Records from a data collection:
▬▬▬▬▬▬▬▬▬▬

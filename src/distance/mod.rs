//! Travel cost matrices.

mod matrix;

pub use matrix::DistanceMatrix;
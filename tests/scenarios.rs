//! End-to-end scenarios on the 10-location C108 excerpt.

use std::time::Duration;

use gls_routing::constructive::{nearest_feasible, ConstructionError, ConstructionMode};
use gls_routing::evaluation::{Context, Objective, RouteEvaluator};
use gls_routing::gls::{solve, GlsConfig, GuidedLocalSearch, Step, Termination};
use gls_routing::instance::parse_instance;
use gls_routing::local_search::{local_search, Operator};
use gls_routing::models::{CostModel, Solution};
use gls_routing::output::write_solution;

const C108_SHORT: &str = r#"
C108_shortened_x10

VEHICLE
NUMBER     CAPACITY
3         20

CUSTOMER
CUST NO.   XCOORD.   YCOORD.   DEMAND    READY TIME   DUE DATE   SERVICE TIME

    0      40         50          0          0       1236          0
    1      45         68         10        830       1049         90
    2      45         70         30        756        939         90
    3      42         66         10         16        336         90
    4      42         68         10        643        866         90
    5      42         65         10         15        226         90
    6      40         69         20        499        824         90
    7      40         66         20         87        308         90
    8      38         68         20        150        429         90
    9      38         70         10        429        710         90
"#;

fn model_with_capacity(capacity: u32) -> CostModel {
    let text = C108_SHORT.replace("3         20", &format!("3         {capacity}"));
    parse_instance(&text)
        .expect("valid instance")
        .into_cost_model()
        .expect("valid model")
}

fn assert_invariants(model: &CostModel, solution: &Solution) {
    let mut served: Vec<usize> = solution
        .routes()
        .iter()
        .flat_map(|r| r.customers().iter().copied())
        .collect();
    served.sort_unstable();
    let expected: Vec<usize> = (1..=model.num_customers()).collect();
    assert_eq!(served, expected, "every customer exactly once");

    for route in solution.routes() {
        assert!(model.fits(model.load(route.customers())));
        let path = route.path();
        assert_eq!(path.first(), Some(&model.depot()));
        assert_eq!(path.last(), Some(&model.depot()));
    }
    assert!(solution.num_routes() <= model.vehicle_count());
    assert!(RouteEvaluator::new(model).is_feasible(solution));
}

fn polished(model: &CostModel, solution: &Solution) -> f64 {
    let obj = Objective::new(model);
    let s = local_search(obj, solution, &Context::Plain, &[]);
    obj.evaluate(&s, &Context::Plain)
}

#[test]
fn test_printed_capacity_is_infeasible() {
    let model = model_with_capacity(20);
    assert_eq!(model.total_demand(), 140);
    let err = nearest_feasible(&model, ConstructionMode::Strict).unwrap_err();
    assert_eq!(
        err,
        ConstructionError::DemandExceedsCapacity {
            customer: 2,
            demand: 30,
            capacity: 20
        }
    );
    assert!(solve(&model, GlsConfig::default()).is_err());
}

#[test]
fn test_ignore_constraints_returns_diagnostic_solution() {
    let model = model_with_capacity(20);
    let sol = nearest_feasible(&model, ConstructionMode::IgnoreConstraints)
        .expect("diagnostic mode never fails");
    assert!(!sol.all_served(model.num_customers()));
    assert!(sol.unassigned().contains(&2));
    assert_eq!(
        sol.num_served() + sol.num_unassigned(),
        model.num_customers()
    );
    for route in sol.routes() {
        assert!(model.load(route.customers()) <= 20);
    }
}

#[test]
fn test_initial_solution_invariants_with_room() {
    let model = model_with_capacity(200);
    let initial = nearest_feasible(&model, ConstructionMode::Strict).expect("feasible");
    assert_invariants(&model, &initial);
}

#[test]
fn test_initial_solution_invariants_tight_fleet() {
    // 140 units over three vehicles of 50 leaves 10 spare.
    let model = model_with_capacity(50);
    match nearest_feasible(&model, ConstructionMode::Strict) {
        Ok(initial) => assert_invariants(&model, &initial),
        Err(ConstructionError::VehiclesExhausted { unassigned, .. }) => {
            assert!(!unassigned.is_empty())
        }
        Err(e) => panic!("unexpected error: {e}"),
    }
}

#[test]
fn test_objective_is_sum_of_route_edges() {
    let model = model_with_capacity(200);
    let sol = solve(&model, GlsConfig::default())
        .expect("feasible")
        .solution;
    let by_hand: f64 = sol
        .routes()
        .iter()
        .map(|r| {
            r.path()
                .windows(2)
                .map(|w| model.cost(w[0], w[1]))
                .sum::<f64>()
        })
        .sum();
    let obj = Objective::new(&model);
    assert!((obj.evaluate(&sol, &Context::Plain) - by_hand).abs() < 1e-9);
}

#[test]
fn test_max_iterations_zero() {
    let model = model_with_capacity(200);
    let initial = nearest_feasible(&model, ConstructionMode::Strict).expect("feasible");
    let result = solve(&model, GlsConfig::default().with_max_iterations(0)).expect("feasible");
    assert_eq!(result.iterations, 0);
    assert_eq!(result.termination, Termination::IterationLimit);
    assert!((result.cost - polished(&model, &initial)).abs() < 1e-10);
    assert_invariants(&model, &result.solution);
}

#[test]
fn test_zero_time_budget() {
    let model = model_with_capacity(200);
    let config = GlsConfig::default().with_time_limit(Duration::ZERO);

    let mut gls = GuidedLocalSearch::new(&model, config.clone()).expect("feasible");
    assert_eq!(gls.step(), Step::TimedOut);
    assert!(gls.penalties().is_empty());
    let result = gls.finish(Termination::TimedOut);

    let initial = nearest_feasible(&model, ConstructionMode::Strict).expect("feasible");
    assert!((result.cost - polished(&model, &initial)).abs() < 1e-10);
    assert_eq!(result.penalized_features, 0);

    let via_solve = solve(&model, config).expect("feasible");
    assert_eq!(via_solve.termination, Termination::TimedOut);
    assert_eq!(via_solve.solution, result.solution);
}

#[test]
fn test_full_run_keeps_invariants_and_improves() {
    let model = model_with_capacity(200);
    let result = solve(&model, GlsConfig::default()).expect("feasible");
    assert_invariants(&model, &result.solution);
    assert!(result.cost <= result.initial_cost + 1e-10);
    assert!(result.elapsed < Duration::from_secs(60));
}

#[test]
fn test_excluding_every_operator_returns_initial() {
    let model = model_with_capacity(200);
    let initial = nearest_feasible(&model, ConstructionMode::Strict).expect("feasible");
    let config = GlsConfig::default().with_excluded_operators(Operator::ALL.to_vec());
    let result = solve(&model, config).expect("feasible");
    assert_eq!(result.solution, initial);
    assert_eq!(result.termination, Termination::Converged);
}

#[test]
fn test_text_output_of_result() {
    let model = model_with_capacity(200);
    let result = solve(&model, GlsConfig::default()).expect("feasible");
    let mut buf = Vec::new();
    write_solution(&model, &result.solution, &mut buf).expect("write");
    let text = String::from_utf8(buf).expect("utf8");
    assert!(text.starts_with("Route 1: 0 "));
    assert!(text.contains(&format!("Vehicles: {}", result.solution.num_routes())));
    assert!(text.contains(&format!("Distance: {:.2}", result.cost)));
}
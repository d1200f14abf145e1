use std::io::Write;
use std::str::FromStr;

use serde::{Deserialize, Serialize};

use crate::evaluation::{Context, Objective};
use crate::gls::{GlsResult, Termination};
use crate::models::{CostModel, Solution};

/// Result file format.
#[derive(Debug, Clone, Copy, PartialEq, Eq, Default, Serialize, Deserialize)]
#[serde(rename_all = "lowercase")]
pub enum OutputFormat {
    #[default]
    Text,
    Json,
}

impl OutputFormat {
    pub fn extension(&self) -> &'static str {
        match self {
            OutputFormat::Text => "txt",
            OutputFormat::Json => "json",
        }
    }
}

impl FromStr for OutputFormat {
    type Err = String;

    fn from_str(s: &str) -> Result<Self, Self::Err> {
        match s.to_ascii_lowercase().as_str() {
            "text" | "txt" => Ok(OutputFormat::Text),
            "json" => Ok(OutputFormat::Json),
            other => Err(format!("unknown output format '{other}' (expected text or json)")),
        }
    }
}

/// Search statistics attached to a report produced from a [`GlsResult`].
#[derive(Debug, Clone, PartialEq, Serialize, Deserialize)]
pub struct SearchSummary {
    pub initial_distance: f64,
    pub iterations: usize,
    pub termination: Termination,
    pub elapsed_ms: u64,
    pub penalized_features: usize,
}

/// Machine-readable summary of a solution.
///
/// Routes are written as full paths, depot at both ends.
///
/// # Examples
///
/// ```
/// use gls_routing::models::{CostModel, Customer, Route, Solution};
/// use gls_routing::output::SolutionReport;
///
/// let model = CostModel::euclidean(
///     vec![Customer::depot(0.0, 0.0), Customer::new(1, 3.0, 4.0, 2, 0.0)],
///     1,
///     10,
/// )
/// .unwrap();
/// let sol = Solution::new(vec![Route::new(0, vec![1])]);
/// let report = SolutionReport::new("tiny", &model, &sol);
/// assert_eq!(report.routes, vec![vec![0, 1, 0]]);
/// assert!((report.distance - 10.0).abs() < 1e-10);
/// ```
#[derive(Debug, Clone, PartialEq, Serialize, Deserialize)]
pub struct SolutionReport {
    pub name: String,
    pub distance: f64,
    pub vehicles: usize,
    pub routes: Vec<Vec<usize>>,
    pub served: usize,
    pub unassigned: Vec<usize>,
    #[serde(default, skip_serializing_if = "Option::is_none")]
    pub search: Option<SearchSummary>,
}

impl SolutionReport {
    pub fn new(name: impl Into<String>, model: &CostModel, solution: &Solution) -> Self {
        Self {
            name: name.into(),
            distance: Objective::new(model).evaluate(solution, &Context::Plain),
            vehicles: solution.num_routes(),
            routes: solution.routes().iter().map(|r| r.path()).collect(),
            served: solution.num_served(),
            unassigned: solution.unassigned().to_vec(),
            search: None,
        }
    }

    /// Report for the solution of a GLS run, with its statistics.
    pub fn from_result(name: impl Into<String>, model: &CostModel, result: &GlsResult) -> Self {
        let mut report = Self::new(name, model, &result.solution);
        report.search = Some(SearchSummary {
            initial_distance: result.initial_cost,
            iterations: result.iterations,
            termination: result.termination,
            elapsed_ms: u64::try_from(result.elapsed.as_millis()).unwrap_or(u64::MAX),
            penalized_features: result.penalized_features,
        });
        report
    }

    /// Writes the report as pretty-printed JSON.
    pub fn write_json<W: Write>(&self, writer: W) -> serde_json::Result<()> {
        serde_json::to_writer_pretty(writer, self)
    }
}
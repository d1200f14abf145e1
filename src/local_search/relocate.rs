//! Inter-route customer relocation.
//!
//! # Algorithm
//!
//! Tries moving each customer out of its route into every position of every
//! other route, and applies the best improving move. Repeats until no move
//! improves. A route emptied by a relocation is dropped when the solution is
//! rebuilt, so relocation never increases the number of routes.
//!
//! # Complexity
//!
//! O(n² × R) per move where n = customers per route, R = number of routes.
//!
//! # Reference
//!
//! Or, I. (1976). "Traveling Salesman-Type Combinatorial Problems and Their
//! Relation to the Logistics of Blood Banking". PhD thesis.

use crate::evaluation::{Context, Objective};

use super::IMPROVEMENT_EPS;

/// A relocate move: take a customer from one route and insert it in another.
#[derive(Debug, Clone, PartialEq)]
struct RelocateMove {
    from_route: usize,
    from_pos: usize,
    to_route: usize,
    to_pos: usize,
    delta: f64,
}

/// Applies best-improvement relocation until no improving move exists.
/// Returns `true` if any customer moved.
pub(crate) fn relocate_pass(
    routes: &mut [Vec<usize>],
    objective: &Objective<'_>,
    ctx: &Context<'_>,
) -> bool {
    if routes.len() < 2 {
        return false;
    }

    let mut any = false;
    while let Some(mv) = find_best_relocate(routes, objective, ctx) {
        let customer = routes[mv.from_route].remove(mv.from_pos);
        routes[mv.to_route].insert(mv.to_pos, customer);
        any = true;
    }
    any
}

/// Finds the best strictly improving relocation, if any.
fn find_best_relocate(
    routes: &[Vec<usize>],
    objective: &Objective<'_>,
    ctx: &Context<'_>,
) -> Option<RelocateMove> {
    let model = objective.model();
    let depot = model.depot();
    let check_capacity = ctx.enforces_feasibility();
    let loads: Vec<u64> = routes.iter().map(|r| model.load(r)).collect();

    let mut best: Option<RelocateMove> = None;

    for (from_r, from_route) in routes.iter().enumerate() {
        for from_pos in 0..from_route.len() {
            let cid = from_route[from_pos];
            let removal = removal_delta(from_route, from_pos, depot, objective, ctx);

            for (to_r, to_route) in routes.iter().enumerate() {
                if to_r == from_r {
                    continue;
                }
                if check_capacity && !model.fits(loads[to_r] + u64::from(model.demand(cid))) {
                    continue;
                }

                for to_pos in 0..=to_route.len() {
                    let delta =
                        removal + insertion_delta(to_route, to_pos, cid, depot, objective, ctx);
                    if delta < -IMPROVEMENT_EPS && best.as_ref().is_none_or(|b| delta < b.delta) {
                        best = Some(RelocateMove {
                            from_route: from_r,
                            from_pos,
                            to_route: to_r,
                            to_pos,
                            delta,
                        });
                    }
                }
            }
        }
    }

    best
}

/// Weight change from removing the customer at `pos`.
fn removal_delta(
    route: &[usize],
    pos: usize,
    depot: usize,
    objective: &Objective<'_>,
    ctx: &Context<'_>,
) -> f64 {
    let prev = if pos == 0 { depot } else { route[pos - 1] };
    let next = route.get(pos + 1).copied().unwrap_or(depot);
    let cid = route[pos];

    objective.arc(prev, next, ctx) - objective.arc(prev, cid, ctx) - objective.arc(cid, next, ctx)
}

/// Weight change from inserting `customer` before position `pos`.
fn insertion_delta(
    route: &[usize],
    pos: usize,
    customer: usize,
    depot: usize,
    objective: &Objective<'_>,
    ctx: &Context<'_>,
) -> f64 {
    let prev = if pos == 0 { depot } else { route[pos - 1] };
    let next = route.get(pos).copied().unwrap_or(depot);

    objective.arc(prev, customer, ctx) + objective.arc(customer, next, ctx)
        - objective.arc(prev, next, ctx)
}
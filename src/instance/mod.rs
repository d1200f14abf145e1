//! Problem instance loading.
//!
//! Reads Solomon-format text files (name, `VEHICLE` section with fleet size
//! and capacity, `CUSTOMER` section with one row per location) into an
//! [`Instance`], which converts into a [`CostModel`](crate::models::CostModel)
//! with Euclidean travel costs.

mod err;
mod solomon;

pub use err::{ParseError, ParseErrorKind};
pub use solomon::{load_instance, parse_instance, read_instance, Instance};
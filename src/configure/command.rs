use std::process::Command;

use itertools::Itertools;

use super::ConfigureError;

/// An assembled configure command.
///
/// Displays as a single shell command:
/// ```text
/// <script> <features...> CFLAGS="<cflags...>" LDFLAGS="<ldflags...>"
/// ```
#[derive(Clone, Debug, PartialEq, Eq)]
pub struct ConfigureCommand {
    /// The configure script.
    pub script: String,
    /// Feature flags.
    pub features: Vec<String>,
    /// Compiler flags.
    pub cflags: Vec<String>,
    /// Linker flags.
    pub ldflags: Vec<String>,
}

impl ConfigureCommand {
    /// Create a command running `script` with `features` and no compiler or linker flags.
    #[must_use]
    pub fn new(script: &str, features: Vec<String>) -> Self {
        Self {
            script: script.to_string(),
            features,
            cflags: Vec::new(),
            ldflags: Vec::new(),
        }
    }
}

impl std::fmt::Display for ConfigureCommand {
    fn fmt(&self, f: &mut std::fmt::Formatter<'_>) -> std::fmt::Result {
        write!(
            f,
            r#"{} CFLAGS="{}" LDFLAGS="{}""#,
            std::iter::once(&self.script)
                .chain(&self.features)
                .join(" "),
            self.cflags.join(" "),
            self.ldflags.join(" ")
        )
    }
}

/// Print `command` and, unless `echo` is set, run it with `sh -c`.
///
/// Returns the exit code of the command, `0` when only echoing and `1` if it was terminated by a signal.
///
/// # Errors
/// Returns [`ConfigureError::Execute`] if the shell cannot be started.
pub fn execute(command: &ConfigureCommand, echo: bool) -> Result<i32, ConfigureError> {
    let command = command.to_string();
    println!("{command}");
    if echo {
        return Ok(0);
    }

    let status = Command::new("sh")
        .arg("-c")
        .arg(&command)
        .status()
        .map_err(ConfigureError::Execute)?;
    tracing::debug!(%status, "configure command finished");
    Ok(status.code().unwrap_or(1))
}

#[cfg(test)]
mod tests {
    use super::*;

    fn command(script: &str) -> ConfigureCommand {
        let mut command = ConfigureCommand::new(script, vec!["--enable-nczarr".to_string()]);
        command.cflags.push("-I/deps/include".to_string());
        command.ldflags.extend(["-L/deps/lib".to_string(), "-static".to_string()]);
        command
    }

    #[test]
    fn command_display() {
        assert_eq!(
            command("./configure").to_string(),
            r#"./configure --enable-nczarr CFLAGS="-I/deps/include" LDFLAGS="-L/deps/lib -static""#
        );
        assert_eq!(
            ConfigureCommand::new("./configure", vec![]).to_string(),
            r#"./configure CFLAGS="" LDFLAGS="""#
        );
    }

    #[test]
    fn execute_echo() {
        assert_eq!(execute(&command("false"), true).unwrap(), 0);
    }

    #[cfg(unix)]
    #[test]
    fn execute_status() {
        assert_eq!(execute(&command("true"), false).unwrap(), 0);
        assert_eq!(execute(&command("exit 3;"), false).unwrap(), 3);
    }
}
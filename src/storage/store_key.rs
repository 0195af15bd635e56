use derive_more::{Display, From};
use thiserror::Error;

use super::StorePrefix;

/// A Zarr store key.
///
/// A key is a `/` separated path relative to the root of the store, such as `arrays/ints/int8/.zarray` or `scalars/pi/0`.
#[derive(Clone, Eq, PartialEq, Ord, PartialOrd, Hash, Debug, Display)]
pub struct StoreKey(String);

/// An invalid store key.
#[derive(Debug, From, Error)]
#[error("invalid store key {0}")]
pub struct StoreKeyError(String);

/// A list of [`StoreKey`].
pub type StoreKeys = Vec<StoreKey>;

impl StoreKey {
    /// Create a new store key from `key`.
    ///
    /// # Errors
    ///
    /// Returns [`StoreKeyError`] if `key` is not valid according to [`StoreKey::validate()`].
    pub fn new(key: impl Into<String>) -> Result<Self, StoreKeyError> {
        let key = key.into();
        if Self::validate(&key) {
            Ok(Self(key))
        } else {
            Err(StoreKeyError(key))
        }
    }

    /// Create a new store key from `key` without validation.
    ///
    /// # Safety
    ///
    /// `key` is not validated, so this can result in an invalid store key.
    #[must_use]
    pub unsafe fn new_unchecked(key: impl Into<String>) -> Self {
        let key = key.into();
        debug_assert!(Self::validate(&key));
        Self(key)
    }

    /// Extracts a string slice of the underlying key.
    #[must_use]
    pub fn as_str(&self) -> &str {
        &self.0
    }

    /// Validates a key.
    ///
    /// A key is not empty, does not start with `/`, and does not end with `/`.
    #[must_use]
    pub fn validate(key: &str) -> bool {
        !key.starts_with('/') && !key.ends_with('/') && !key.eq("")
    }

    /// Returns true if the key has prefix `prefix`.
    #[must_use]
    pub fn has_prefix(&self, prefix: &StorePrefix) -> bool {
        self.0.starts_with(prefix.as_str())
    }

    /// The final `/` separated component of the key, e.g. `.zarray`.
    #[must_use]
    pub fn file_name(&self) -> &str {
        self.0.rsplit('/').next().unwrap_or(&self.0)
    }

    /// Returns the parent of this key.
    #[must_use]
    pub fn parent(&self) -> StorePrefix {
        match self.0.rsplit_once('/') {
            Some((parent, _)) => unsafe { StorePrefix::new_unchecked(format!("{parent}/")) },
            None => StorePrefix::root(),
        }
    }
}

impl TryFrom<&str> for StoreKey {
    type Error = StoreKeyError;

    fn try_from(key: &str) -> Result<Self, Self::Error> {
        Self::new(key)
    }
}

#[cfg(test)]
mod tests {
    use super::*;

    #[test]
    fn store_key() {
        assert!(StoreKey::new("a").is_ok());
        assert_eq!(StoreKey::new("a").unwrap().to_string(), "a");
        assert!(StoreKey::new("a/").is_err());
        assert_eq!(
            StoreKey::new("a/").unwrap_err().to_string(),
            "invalid store key a/"
        );
        assert!(StoreKey::new("/a").is_err());
        assert!(StoreKey::new("").is_err());
    }

    #[test]
    fn store_key_parent() {
        let key = StoreKey::new("scalars/pi/.zarray").unwrap();
        assert_eq!(key.parent(), StorePrefix::new("scalars/pi/").unwrap());
        assert_eq!(key.file_name(), ".zarray");
        assert!(key.has_prefix(&StorePrefix::new("scalars/").unwrap()));
        assert_eq!(StoreKey::new(".zgroup").unwrap().parent(), StorePrefix::root());
    }
}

▬▬▬▬▬▬▬▬▬▬

THE TASK:
From the records above, return each line where "true" occurs.

RESULT OF THE EXERCISE:
/// Returns `true` if any customer moved.
        any = true;
        assert_eq!(execute(&command("false"), true).unwrap(), 0);
        assert_eq!(execute(&command("true"), false).unwrap(), 0);
    /// Returns true if the key has prefix `prefix`.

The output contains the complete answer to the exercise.